─── RECORDS SUPPLIED
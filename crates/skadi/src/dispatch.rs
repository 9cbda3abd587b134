use std::sync::Arc;

use skadi_payload::Envelope;
use tokio::task::JoinHandle;

use crate::{
    descriptor::{CommandDescriptor, Invocation, Mode},
    error::{CommandDeliveryError, ProcessError},
    process_bridge::ProcessBridge,
    registry::{ListenerRegistry, SubscriptionHandle},
};

/// Outcome of [`CommandDispatcher::invoke`].
#[derive(Debug)]
pub enum Invoked {
    /// Standard output of a resolving one-shot command.
    Output(String),
    /// A fire-and-forget command was started; nobody will see its result.
    Detached,
    /// A polling command is running for as long as this handle is kept.
    Listening(SubscriptionHandle),
}

/// The command surface used by widgets to affect the outside world.
#[derive(Clone)]
pub struct CommandDispatcher {
    bridge: Arc<dyn ProcessBridge>,
    registry: ListenerRegistry,
}

impl std::fmt::Debug for CommandDispatcher {
    fn fmt(&self, f: &mut std::fmt::Formatter<'_>) -> std::fmt::Result {
        f.debug_struct("CommandDispatcher").field("registry", &self.registry).finish_non_exhaustive()
    }
}

impl CommandDispatcher {
    /// Create a dispatcher together with its own [`ListenerRegistry`]. Must be called within a tokio runtime.
    pub fn new(bridge: Arc<dyn ProcessBridge>) -> Self {
        let registry = ListenerRegistry::spawn(bridge.clone());
        Self { bridge, registry }
    }

    pub fn registry(&self) -> &ListenerRegistry {
        &self.registry
    }

    /// Run a one-shot command to completion and return its standard output.
    pub async fn exec(&self, descriptor: &CommandDescriptor) -> Result<String, ProcessError> {
        if descriptor.mode != Mode::OneShot {
            log::warn!("Running polling command `{}` as a one-shot command", descriptor);
        }
        self.bridge.run_once(descriptor).await
    }

    /// Run a command without waiting for it. Failures are logged and never reach the caller.
    pub fn fire(&self, descriptor: CommandDescriptor) -> JoinHandle<()> {
        let run = self.bridge.run_once(&descriptor);
        tokio::spawn(async move {
            let result = run.await.map_err(CommandDeliveryError::from);
            crate::print_result_err!(format!("while running `{}`", descriptor), result);
        })
    }

    /// Subscribe to the frames of a polling command.
    pub fn listen(&self, descriptor: CommandDescriptor, on_frame: impl FnMut(&Envelope) + Send + 'static) -> SubscriptionHandle {
        self.registry.subscribe(descriptor, on_frame)
    }

    /// Run a command the way it was requested: polling commands are registered with the
    /// listener registry, one-shot commands either resolve to their output or are detached.
    pub async fn invoke(&self, invocation: Invocation) -> Result<Invoked, ProcessError> {
        let Invocation { descriptor, resolves } = invocation;
        match descriptor.mode {
            Mode::Polling => Ok(Invoked::Listening(self.registry.subscribe(descriptor, |_| {}))),
            Mode::OneShot if resolves => self.exec(&descriptor).await.map(Invoked::Output),
            Mode::OneShot => {
                self.fire(descriptor);
                Ok(Invoked::Detached)
            }
        }
    }
}
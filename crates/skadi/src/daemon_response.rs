use anyhow::{Context, Result};

/// Response the bar sends back to a client for commands that carry a response sender.
#[derive(Debug, PartialEq, Eq, serde::Serialize, serde::Deserialize, derive_more::Display)]
pub enum DaemonResponse {
    Success(String),
    Failure(String),
}

impl DaemonResponse {
    pub fn is_success(&self) -> bool {
        matches!(self, DaemonResponse::Success(_))
    }

    pub fn is_failure(&self) -> bool {
        !self.is_success()
    }
}

#[derive(Debug, Clone)]
pub struct DaemonResponseSender(tokio::sync::mpsc::UnboundedSender<DaemonResponse>);

pub fn create_pair() -> (DaemonResponseSender, DaemonResponseReceiver) {
    let (sender, recv) = tokio::sync::mpsc::unbounded_channel();
    (DaemonResponseSender(sender), recv)
}

impl DaemonResponseSender {
    pub fn send_success(&self, s: String) -> Result<()> {
        self.0.send(DaemonResponse::Success(s)).context("Failed to send success response from bar task")
    }

    pub fn send_failure(&self, s: String) -> Result<()> {
        self.0.send(DaemonResponse::Failure(s)).context("Failed to send failure response from bar task")
    }

    /// Answer with the outcome of `result`, rendering errors with their context chain.
    pub fn respond_with_result<T: std::fmt::Display>(&self, result: Result<T>) -> Result<()> {
        match result {
            Ok(x) => self.send_success(x.to_string()),
            Err(e) => self.send_failure(format!("{:?}", e)),
        }
    }
}

pub type DaemonResponseReceiver = tokio::sync::mpsc::UnboundedReceiver<DaemonResponse>;
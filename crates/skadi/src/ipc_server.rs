use std::time::Duration;

use anyhow::{Context, Result};
use tokio::{
    io::{AsyncReadExt, AsyncWriteExt},
    sync::mpsc::UnboundedSender,
};

use crate::{app::BarCommand, opts};

/// How long a connection waits for the bar to answer before it is closed without a response.
const RESPONSE_TIMEOUT: Duration = Duration::from_millis(100);

pub async fn run_server<P: AsRef<std::path::Path>>(evt_send: UnboundedSender<BarCommand>, socket_path: P) -> Result<()> {
    let socket_path = socket_path.as_ref();
    let listener = tokio::net::UnixListener::bind(socket_path)
        .with_context(|| format!("Failed to bind IPC socket at {}", socket_path.display()))?;
    log::info!("IPC server initialized");
    crate::loop_select_exiting! {
        connection = listener.accept() => match connection {
            Ok((stream, _addr)) => {
                let evt_send = evt_send.clone();
                tokio::spawn(async move {
                    let result = handle_connection(stream, evt_send).await;
                    crate::print_result_err!("while handling IPC connection with client", result);
                });
            },
            Err(e) => log::error!("Failed to connect to client: {:?}", e),
        }
    }
    Ok(())
}

/// Handle a single IPC connection from start to end.
async fn handle_connection(mut stream: tokio::net::UnixStream, evt_send: UnboundedSender<BarCommand>) -> Result<()> {
    let (mut stream_read, mut stream_write) = stream.split();

    let action: opts::ActionWithServer = read_action_from_stream(&mut stream_read).await?;

    log::debug!("received command from IPC: {:?}", &action);

    let (command, maybe_response_recv) = action.into_daemon_command();

    evt_send.send(command).context("The bar is no longer running")?;

    if let Some(mut response_recv) = maybe_response_recv {
        log::debug!("Waiting for response for IPC client");
        if let Ok(Some(response)) = tokio::time::timeout(RESPONSE_TIMEOUT, response_recv.recv()).await {
            let response = bincode::serialize(&response)?;
            let result = &stream_write.write_all(&response).await;
            crate::print_result_err!("sending text response to ipc client", &result);
        }
    }
    stream_write.shutdown().await?;
    Ok(())
}

/// Read a single message from a unix stream, and parse it into an `ActionWithServer`.
/// The first 4 bytes are the length of the rest of the message, in big-endian.
async fn read_action_from_stream(stream_read: &'_ mut tokio::net::unix::ReadHalf<'_>) -> Result<opts::ActionWithServer> {
    let mut message_byte_length = [0u8; 4];
    stream_read.read_exact(&mut message_byte_length).await.context("Failed to read message size header in IPC message")?;
    let message_byte_length = u32::from_be_bytes(message_byte_length) as usize;
    let mut raw_message = vec![0u8; message_byte_length];
    stream_read.read_exact(&mut raw_message).await.context("Failed to read actual IPC message")?;

    bincode::deserialize(&raw_message).context("Failed to parse client message")
}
──────
- _TASK OBJECTIVE_: Each record must be restated word for word, including the last line.

- _SOLUTION TO THE PROBLEM_:
filename crates/skadi/src/dispatch.rs
repository 9cbda3abd587b134
use std::sync::Arc;

use skadi_payload::Envelope;
use tokio::task::JoinHandle;

use crate::{
    descriptor::{CommandDescriptor, Invocation, Mode},
    error::{CommandDeliveryError, ProcessError},
    process_bridge::ProcessBridge,
    registry::{ListenerRegistry, SubscriptionHandle},
};

/// Outcome of [`CommandDispatcher::invoke`].
#[derive(Debug)]
pub enum Invoked {
    /// Standard output of a resolving one-shot command.
    Output(String),
    /// A fire-and-forget command was started; nobody will see its result.
    Detached,
    /// A polling command is running for as long as this handle is kept.
    Listening(SubscriptionHandle),
}

/// The command surface used by widgets to affect the outside world.
#[derive(Clone)]
pub struct CommandDispatcher {
    bridge: Arc<dyn ProcessBridge>,
    registry: ListenerRegistry,
}

impl std::fmt::Debug for CommandDispatcher {
    fn fmt(&self, f: &mut std::fmt::Formatter<'_>) -> std::fmt::Result {
        f.debug_struct("CommandDispatcher").field("registry", &self.registry).finish_non_exhaustive()
    }
}

impl CommandDispatcher {
    /// Create a dispatcher together with its own [`ListenerRegistry`]. Must be called within a tokio runtime.
    pub fn new(bridge: Arc<dyn ProcessBridge>) -> Self {
        let registry = ListenerRegistry::spawn(bridge.clone());
        Self { bridge, registry }
    }

    pub fn registry(&self) -> &ListenerRegistry {
        &self.registry
    }

    /// Run a one-shot command to completion and return its standard output.
    pub async fn exec(&self, descriptor: &CommandDescriptor) -> Result<String, ProcessError> {
        if descriptor.mode != Mode::OneShot {
            log::warn!("Running polling command `{}` as a one-shot command", descriptor);
        }
        self.bridge.run_once(descriptor).await
    }

    /// Run a command without waiting for it. Failures are logged and never reach the caller.
    pub fn fire(&self, descriptor: CommandDescriptor) -> JoinHandle<()> {
        let run = self.bridge.run_once(&descriptor);
        tokio::spawn(async move {
            let result = run.await.map_err(CommandDeliveryError::from);
            crate::print_result_err!(format!("while running `{}`", descriptor), result);
        })
    }

    /// Subscribe to the frames of a polling command.
    pub fn listen(&self, descriptor: CommandDescriptor, on_frame: impl FnMut(&Envelope) + Send + 'static) -> SubscriptionHandle {
        self.registry.subscribe(descriptor, on_frame)
    }

    /// Run a command the way it was requested: polling commands are registered with the
    /// listener registry, one-shot commands either resolve to their output or are detached.
    pub async fn invoke(&self, invocation: Invocation) -> Result<Invoked, ProcessError> {
        let Invocation { descriptor, resolves } = invocation;
        match descriptor.mode {
            Mode::Polling => Ok(Invoked::Listening(self.registry.subscribe(descriptor, |_| {}))),
            Mode::OneShot if resolves => self.exec(&descriptor).await.map(Invoked::Output),
            Mode::OneShot => {
                self.fire(descriptor);
                Ok(Invoked::Detached)
            }
        }
    }
}
filename crates/skadi/src/daemon_response.rs
use anyhow::{Context, Result};

/// Response the bar sends back to a client for commands that carry a response sender.
#[derive(Debug, PartialEq, Eq, serde::Serialize, serde::Deserialize, derive_more::Display)]
pub enum DaemonResponse {
    Success(String),
    Failure(String),
}

impl DaemonResponse {
    pub fn is_success(&self) -> bool {
        matches!(self, DaemonResponse::Success(_))
    }

    pub fn is_failure(&self) -> bool {
        !self.is_success()
    }
}

#[derive(Debug, Clone)]
pub struct DaemonResponseSender(tokio::sync::mpsc::UnboundedSender<DaemonResponse>);

pub fn create_pair() -> (DaemonResponseSender, DaemonResponseReceiver) {
    let (sender, recv) = tokio::sync::mpsc::unbounded_channel();
    (DaemonResponseSender(sender), recv)
}

impl DaemonResponseSender {
    pub fn send_success(&self, s: String) -> Result<()> {
        self.0.send(DaemonResponse::Success(s)).context("Failed to send success response from bar task")
    }

    pub fn send_failure(&self, s: String) -> Result<()> {
        self.0.send(DaemonResponse::Failure(s)).context("Failed to send failure response from bar task")
    }

    /// Answer with the outcome of `result`, rendering errors with their context chain.
    pub fn respond_with_result<T: std::fmt::Display>(&self, result: Result<T>) -> Result<()> {
        match result {
            Ok(x) => self.send_success(x.to_string()),
            Err(e) => self.send_failure(format!("{:?}", e)),
        }
    }
}

pub type DaemonResponseReceiver = tokio::sync::mpsc::UnboundedReceiver<DaemonResponse>;
filename crates/skadi/src/ipc_server.rs
use std::time::Duration;

use anyhow::{Context, Result};
use tokio::{
    io::{AsyncReadExt, AsyncWriteExt},
    sync::mpsc::UnboundedSender,
};

use crate::{app::BarCommand, opts};

/// How long a connection waits for the bar to answer before it is closed without a response.
const RESPONSE_TIMEOUT: Duration = Duration::from_millis(100);

pub async fn run_server<P: AsRef<std::path::Path>>(evt_send: UnboundedSender<BarCommand>, socket_path: P) -> Result<()> {
    let socket_path = socket_path.as_ref();
    let listener = tokio::net::UnixListener::bind(socket_path)
        .with_context(|| format!("Failed to bind IPC socket at {}", socket_path.display()))?;
    log::info!("IPC server initialized");
    crate::loop_select_exiting! {
        connection = listener.accept() => match connection {
            Ok((stream, _addr)) => {
                let evt_send = evt_send.clone();
                tokio::spawn(async move {
                    let result = handle_connection(stream, evt_send).await;
                    crate::print_result_err!("while handling IPC connection with client", result);
                });
            },
            Err(e) => log::error!("Failed to connect to client: {:?}", e),
        }
    }
    Ok(())
}

/// Handle a single IPC connection from start to end.
async fn handle_connection(mut stream: tokio::net::UnixStream, evt_send: UnboundedSender<BarCommand>) -> Result<()> {
    let (mut stream_read, mut stream_write) = stream.split();

    let action: opts::ActionWithServer = read_action_from_stream(&mut stream_read).await?;

    log::debug!("received command from IPC: {:?}", &action);

    let (command, maybe_response_recv) = action.into_daemon_command();

    evt_send.send(command).context("The bar is no longer running")?;

    if let Some(mut response_recv) = maybe_response_recv {
        log::debug!("Waiting for response for IPC client");
        if let Ok(Some(response)) = tokio::time::timeout(RESPONSE_TIMEOUT, response_recv.recv()).await {
            let response = bincode::serialize(&response)?;
            let result = &stream_write.write_all(&response).await;
            crate::print_result_err!("sending text response to ipc client", &result);
        }
    }
    stream_write.shutdown().await?;
    Ok(())
}

/// Read a single message from a unix stream, and parse it into an `ActionWithServer`.
/// The first 4 bytes are the length of the rest of the message, in big-endian.
async fn read_action_from_stream(stream_read: &'_ mut tokio::net::unix::ReadHalf<'_>) -> Result<opts::ActionWithServer> {
    let mut message_byte_length = [0u8; 4];
    stream_read.read_exact(&mut message_byte_length).await.context("Failed to read message size header in IPC message")?;
    let message_byte_length = u32::from_be_bytes(message_byte_length) as usize;
    let mut raw_message = vec![0u8; message_byte_length];
    stream_read.read_exact(&mut raw_message).await.context("Failed to read actual IPC message")?;

    bincode::deserialize(&raw_message).context("Failed to parse client message")
}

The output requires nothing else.